ART CITIES:Athens-Jeff Wall

Jeff Wall, An Eviction, 1988/2004, Transparency in lightbox, 229 × 414 cm, Courtesy the artistAs a major art figure in recent decades, Jeff Wall has developed a body of work that has profoundly changed the way we look at the photographic medium since the late 1970s. By inscribing it in an enlarged pictorial tradition and thinking of it in terms of its relations with other arts, he has redefined its essence and opened up possibilities.

By Dimitris Lempesis
Photo: The George Economou Collection Archive

From his pioneering use in the 1970s of backlit color transparencies, a medium then synonymous with advertising, to his intricately constructed scenes of enigmatic incidents from daily life, literature, and film, Wall has expanded the definition of the photograph, both as object and illusion. In the first solo exhibition in Greece of Jeff Wall that is on show at The George Economou Collection, works from the late 1980s to the 2010s are arranged in three groupings, reflecting Wall’s involvement with different historical genres, installed in a dramaturgical unfolding over the three floors of galleries. A verdant street view that captures Wall’s native Vancouver opens the exhibition, exemplifying the artist’s reimagining of the beauty and sublime of the natural landscape by paying equally close attention to signifiers of modern life: roads, ports, prisons, and tract houses. In the same gallery is the key piece “An Eviction” (1988/2004), which depicts a charged scene of human conflict against a sprawling vista of Vancouver’s suburbia. This work, which is in the George Economou Collection, marks the first time Wall used digital tools to re-edit the large-scale photographic image “Eviction Struggle” (1988), adding figures and elements from other photographs taken during the shoot, but not used. On the second floor, an ensemble of photographic prints surveys the work Wall has been making since suspending his production of transparencies in 2007. Three of the works, including the portrayals of two Vancouver costume historians and collectors, thematize clothing and its history.
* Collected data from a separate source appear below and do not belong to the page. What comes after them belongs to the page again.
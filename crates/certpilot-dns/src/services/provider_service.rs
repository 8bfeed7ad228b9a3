//! DNS provider service
//!
//! Manages the `dns_providers` rows:
//! - validating and encrypting credentials on create and update
//! - masking secrets on read
//! - building provider instances through a [`DnsProviderFactory`]
//! - recording connection test outcomes

use certpilot_core::{DBDateTime, SecretCodec};
use certpilot_entities::dns_providers;
use sea_orm::{
    ActiveModelTrait, ActiveValue::Set, ColumnTrait, DatabaseConnection, EntityTrait, QueryFilter,
    QueryOrder,
};
use serde::Serialize;
use serde_json::Value;
use std::str::FromStr;
use std::sync::Arc;
use tracing::{debug, info, warn};

use crate::errors::DnsError;
use crate::providers::{
    mask_config, DefaultDnsProviderFactory, DnsChallengeProvider, DnsProviderFactory,
    DnsProviderType, ProviderCredentials,
};

#[derive(Clone)]
pub struct DnsProviderService {
    db: Arc<DatabaseConnection>,
    codec: Arc<dyn SecretCodec>,
    factory: Arc<dyn DnsProviderFactory>,
}

#[derive(Debug, Clone)]
pub struct CreateDnsProviderRequest {
    pub name: String,
    pub provider_type: DnsProviderType,
    /// Plain credentials JSON, encrypted before it is stored
    pub config: Value,
    pub email: Option<String>,
    pub phone: Option<String>,
    pub enabled: bool,
}

#[derive(Debug, Clone, Default)]
pub struct UpdateDnsProviderRequest {
    pub name: Option<String>,
    pub config: Option<Value>,
    pub email: Option<String>,
    pub phone: Option<String>,
    pub enabled: Option<bool>,
}

/// Provider row without its credentials
#[derive(Debug, Clone, PartialEq, Serialize)]
pub struct DnsProviderInfo {
    pub id: i32,
    pub name: String,
    pub provider_type: String,
    pub email: Option<String>,
    pub phone: Option<String>,
    pub enabled: bool,
    pub last_test_ok: Option<bool>,
    pub last_test_at: Option<DBDateTime>,
    pub created_at: DBDateTime,
    pub updated_at: DBDateTime,
}

impl From<dns_providers::Model> for DnsProviderInfo {
    fn from(model: dns_providers::Model) -> Self {
        Self {
            id: model.id,
            name: model.name,
            provider_type: model.provider_type,
            email: model.email,
            phone: model.phone,
            enabled: model.enabled,
            last_test_ok: model.last_test_ok,
            last_test_at: model.last_test_at,
            created_at: model.created_at,
            updated_at: model.updated_at,
        }
    }
}

impl DnsProviderService {
    pub fn new(db: Arc<DatabaseConnection>, codec: Arc<dyn SecretCodec>) -> Self {
        Self {
            db,
            codec,
            factory: Arc::new(DefaultDnsProviderFactory),
        }
    }

    pub fn with_factory(mut self, factory: Arc<dyn DnsProviderFactory>) -> Self {
        self.factory = factory;
        self
    }

    pub async fn create(
        &self,
        request: CreateDnsProviderRequest,
    ) -> Result<DnsProviderInfo, DnsError> {
        if request.name.trim().is_empty() {
            return Err(DnsError::Validation("provider name is required".to_string()));
        }
        debug!(
            "Creating DNS provider: {} ({})",
            request.name, request.provider_type
        );

        ProviderCredentials::parse(request.provider_type, &request.config)?;
        let encrypted = self.encrypt_config(&request.config)?;

        let provider = dns_providers::ActiveModel {
            name: Set(request.name),
            provider_type: Set(request.provider_type.to_string()),
            config: Set(encrypted),
            email: Set(request.email),
            phone: Set(request.phone),
            enabled: Set(request.enabled),
            ..Default::default()
        };

        let result = provider.insert(self.db.as_ref()).await?;
        info!("Created DNS provider with id: {}", result.id);

        Ok(result.into())
    }

    pub async fn get(&self, id: i32) -> Result<DnsProviderInfo, DnsError> {
        Ok(self.find(id).await?.into())
    }

    pub async fn list(&self) -> Result<Vec<DnsProviderInfo>, DnsError> {
        let providers = dns_providers::Entity::find()
            .order_by_asc(dns_providers::Column::Id)
            .all(self.db.as_ref())
            .await?;
        Ok(providers.into_iter().map(Into::into).collect())
    }

    pub async fn list_enabled(&self) -> Result<Vec<DnsProviderInfo>, DnsError> {
        let providers = dns_providers::Entity::find()
            .filter(dns_providers::Column::Enabled.eq(true))
            .order_by_asc(dns_providers::Column::Id)
            .all(self.db.as_ref())
            .await?;
        Ok(providers.into_iter().map(Into::into).collect())
    }

    pub async fn update(
        &self,
        id: i32,
        request: UpdateDnsProviderRequest,
    ) -> Result<DnsProviderInfo, DnsError> {
        let provider = self.find(id).await?;
        let provider_type = DnsProviderType::from_str(&provider.provider_type)?;

        let mut active_model: dns_providers::ActiveModel = provider.into();

        if let Some(name) = request.name {
            if name.trim().is_empty() {
                return Err(DnsError::Validation("provider name is required".to_string()));
            }
            active_model.name = Set(name);
        }

        if let Some(config) = request.config {
            ProviderCredentials::parse(provider_type, &config)?;
            active_model.config = Set(self.encrypt_config(&config)?);
        }

        if let Some(email) = request.email {
            active_model.email = Set(Some(email));
        }

        if let Some(phone) = request.phone {
            active_model.phone = Set(Some(phone));
        }

        if let Some(enabled) = request.enabled {
            active_model.enabled = Set(enabled);
        }

        let result = active_model.update(self.db.as_ref()).await?;
        debug!("Updated DNS provider with id: {}", id);

        Ok(result.into())
    }

    pub async fn delete(&self, id: i32) -> Result<(), DnsError> {
        let provider = self.find(id).await?;

        dns_providers::Entity::delete_by_id(provider.id)
            .exec(self.db.as_ref())
            .await?;

        info!("Deleted DNS provider with id: {}", id);
        Ok(())
    }

    /// Stored credentials with secret-like fields masked
    pub async fn masked_config(&self, id: i32) -> Result<Value, DnsError> {
        let provider = self.find(id).await?;
        Ok(mask_config(&self.decrypt_config(&provider)?))
    }

    /// Builds the provider for `id`; disabled providers are refused.
    pub async fn build_provider(
        &self,
        id: i32,
    ) -> Result<Arc<dyn DnsChallengeProvider>, DnsError> {
        let provider = self.find(id).await?;
        if !provider.enabled {
            return Err(DnsError::ProviderDisabled(id));
        }
        self.instantiate(&provider)
    }

    /// Runs the provider's connection test and records the outcome.
    pub async fn test_provider(&self, id: i32) -> Result<(), DnsError> {
        let provider = self.find(id).await?;

        let outcome = match self.instantiate(&provider) {
            Ok(instance) => instance.test_connection().await,
            Err(e) => Err(e),
        };

        let mut active_model: dns_providers::ActiveModel = provider.into();
        active_model.last_test_ok = Set(Some(outcome.is_ok()));
        active_model.last_test_at = Set(Some(chrono::Utc::now()));
        active_model.update(self.db.as_ref()).await?;

        match &outcome {
            Ok(()) => info!("DNS provider {} connection test passed", id),
            Err(e) => warn!("DNS provider {} connection test failed: {}", id, e),
        }
        outcome
    }

    /// Tests credentials that are not stored yet
    pub async fn test_config(
        &self,
        provider_type: DnsProviderType,
        config: &Value,
    ) -> Result<(), DnsError> {
        let instance = self.factory.create(provider_type, config)?;
        instance.test_connection().await
    }

    async fn find(&self, id: i32) -> Result<dns_providers::Model, DnsError> {
        dns_providers::Entity::find_by_id(id)
            .one(self.db.as_ref())
            .await?
            .ok_or(DnsError::ProviderNotFound(id))
    }

    fn instantiate(
        &self,
        provider: &dns_providers::Model,
    ) -> Result<Arc<dyn DnsChallengeProvider>, DnsError> {
        let provider_type = DnsProviderType::from_str(&provider.provider_type)?;
        let config = self.decrypt_config(provider)?;
        self.factory.create(provider_type, &config)
    }

    fn encrypt_config(&self, config: &Value) -> Result<String, DnsError> {
        let json = serde_json::to_string(config)?;
        self.codec
            .encode(&json)
            .map_err(|e| DnsError::Encryption(e.to_string()))
    }

    fn decrypt_config(&self, provider: &dns_providers::Model) -> Result<Value, DnsError> {
        let json = self
            .codec
            .decode(&provider.config)
            .map_err(|e| DnsError::Decryption(e.to_string()))?;
        Ok(serde_json::from_str(&json)?)
    }
}

#[cfg(test)]
mod tests {
    use super::*;
    use async_trait::async_trait;
    use certpilot_core::EncryptionService;
    use certpilot_database::test_utils::create_test_db;
    use serde_json::json;

    /// Fails its connection test when the config carries `"fail": true`
    struct FakeProvider {
        provider_type: DnsProviderType,
        fail: bool,
    }

    #[async_trait]
    impl DnsChallengeProvider for FakeProvider {
        fn provider_type(&self) -> DnsProviderType {
            self.provider_type
        }

        async fn create_txt_record(&self, _: &str, _: &str, _: &str) -> Result<(), DnsError> {
            Ok(())
        }

        async fn delete_txt_record(&self, _: &str, _: &str) -> Result<(), DnsError> {
            Ok(())
        }

        async fn test_connection(&self) -> Result<(), DnsError> {
            if self.fail {
                Err(DnsError::ConnectionFailed("invalid access key".to_string()))
            } else {
                Ok(())
            }
        }
    }

    struct FakeFactory;

    impl DnsProviderFactory for FakeFactory {
        fn create(
            &self,
            provider_type: DnsProviderType,
            config: &Value,
        ) -> Result<Arc<dyn DnsChallengeProvider>, DnsError> {
            Ok(Arc::new(FakeProvider {
                provider_type,
                fail: config.get("fail").and_then(Value::as_bool).unwrap_or(false),
            }))
        }
    }

    async fn service() -> DnsProviderService {
        let db = create_test_db().await.unwrap();
        let codec = Arc::new(EncryptionService::new(&EncryptionService::generate_key()).unwrap());
        DnsProviderService::new(db, codec).with_factory(Arc::new(FakeFactory))
    }

    fn aliyun_request(config: Value) -> CreateDnsProviderRequest {
        CreateDnsProviderRequest {
            name: "aliyun-main".to_string(),
            provider_type: DnsProviderType::Aliyun,
            config,
            email: Some("ops@example.com".to_string()),
            phone: None,
            enabled: true,
        }
    }

    #[tokio::test]
    async fn test_create_encrypts_and_masks() {
        let service = service().await;
        let created = service
            .create(aliyun_request(json!({
                "access_key_id": "LTAI5tExample",
                "access_key_secret": "verysecretvalue",
            })))
            .await
            .unwrap();

        let row = dns_providers::Entity::find_by_id(created.id)
            .one(service.db.as_ref())
            .await
            .unwrap()
            .unwrap();
        assert!(!row.config.contains("verysecretvalue"));

        let masked = service.masked_config(created.id).await.unwrap();
        assert_eq!(masked["access_key_id"], "LTAI****");
        assert_eq!(masked["access_key_secret"], "very****");
    }

    #[tokio::test]
    async fn test_create_rejects_invalid_credentials() {
        let service = service().await;
        let err = service
            .create(aliyun_request(json!({"access_key_id": "LTAI"})))
            .await
            .unwrap_err();
        assert!(matches!(err, DnsError::InvalidCredentials(_)));
        assert!(service.list().await.unwrap().is_empty());
    }

    #[tokio::test]
    async fn test_update_revalidates_config_against_stored_type() {
        let service = service().await;
        let created = service
            .create(aliyun_request(json!({
                "access_key_id": "ak",
                "access_key_secret": "sk",
            })))
            .await
            .unwrap();

        let err = service
            .update(
                created.id,
                UpdateDnsProviderRequest {
                    config: Some(json!({"api_token": "cloudflare-style"})),
                    ..Default::default()
                },
            )
            .await
            .unwrap_err();
        assert!(matches!(err, DnsError::InvalidCredentials(_)));

        let updated = service
            .update(
                created.id,
                UpdateDnsProviderRequest {
                    name: Some("renamed".to_string()),
                    enabled: Some(false),
                    ..Default::default()
                },
            )
            .await
            .unwrap();
        assert_eq!(updated.name, "renamed");
        assert!(!updated.enabled);
        assert!(service.list_enabled().await.unwrap().is_empty());
        assert_eq!(service.list().await.unwrap().len(), 1);
    }

    #[tokio::test]
    async fn test_build_provider_refuses_disabled() {
        let service = service().await;
        let mut request = aliyun_request(json!({"access_key_id": "ak", "access_key_secret": "sk"}));
        request.enabled = false;
        let created = service.create(request).await.unwrap();

        assert!(matches!(
            service.build_provider(created.id).await,
            Err(DnsError::ProviderDisabled(id)) if id == created.id
        ));
        assert!(matches!(
            service.build_provider(9999).await,
            Err(DnsError::ProviderNotFound(9999))
        ));
    }

    #[tokio::test]
    async fn test_test_provider_records_outcome() {
        let service = service().await;
        let good = service
            .create(aliyun_request(json!({"access_key_id": "ak", "access_key_secret": "sk"})))
            .await
            .unwrap();
        let bad = service
            .create(aliyun_request(json!({
                "access_key_id": "ak",
                "access_key_secret": "sk",
                "fail": true,
            })))
            .await
            .unwrap();

        service.test_provider(good.id).await.unwrap();
        let err = service.test_provider(bad.id).await.unwrap_err();
        assert!(err.to_string().contains("invalid access key"));

        let good = service.get(good.id).await.unwrap();
        let bad = service.get(bad.id).await.unwrap();
        assert_eq!(good.last_test_ok, Some(true));
        assert_eq!(bad.last_test_ok, Some(false));
        assert!(bad.last_test_at.is_some());
    }

    #[tokio::test]
    async fn test_delete() {
        let service = service().await;
        let created = service
            .create(aliyun_request(json!({"access_key_id": "ak", "access_key_secret": "sk"})))
            .await
            .unwrap();
        service.delete(created.id).await.unwrap();
        assert!(matches!(
            service.get(created.id).await,
            Err(DnsError::ProviderNotFound(_))
        ));
    }
}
By contrast, “Summer Afternoons” (2013) is one of the artist’s few treatments of the nude figure. As Jeff Wall says “I like the white and beige colours, the cutting of the walls, the nesting of forms”, It looks like a canvas by Mondrian. It’s like doing a painting with only three colors so you can focus on composition”. The exhibition concludes with a group of lightbox tableaux from the late 1990s and early 2000s. Works such as “Insomnia” (1994) and “After “Invisible Man” by Ralph Ellison, the Prologue” (1999–2000) are some of Wall’s most iconic images.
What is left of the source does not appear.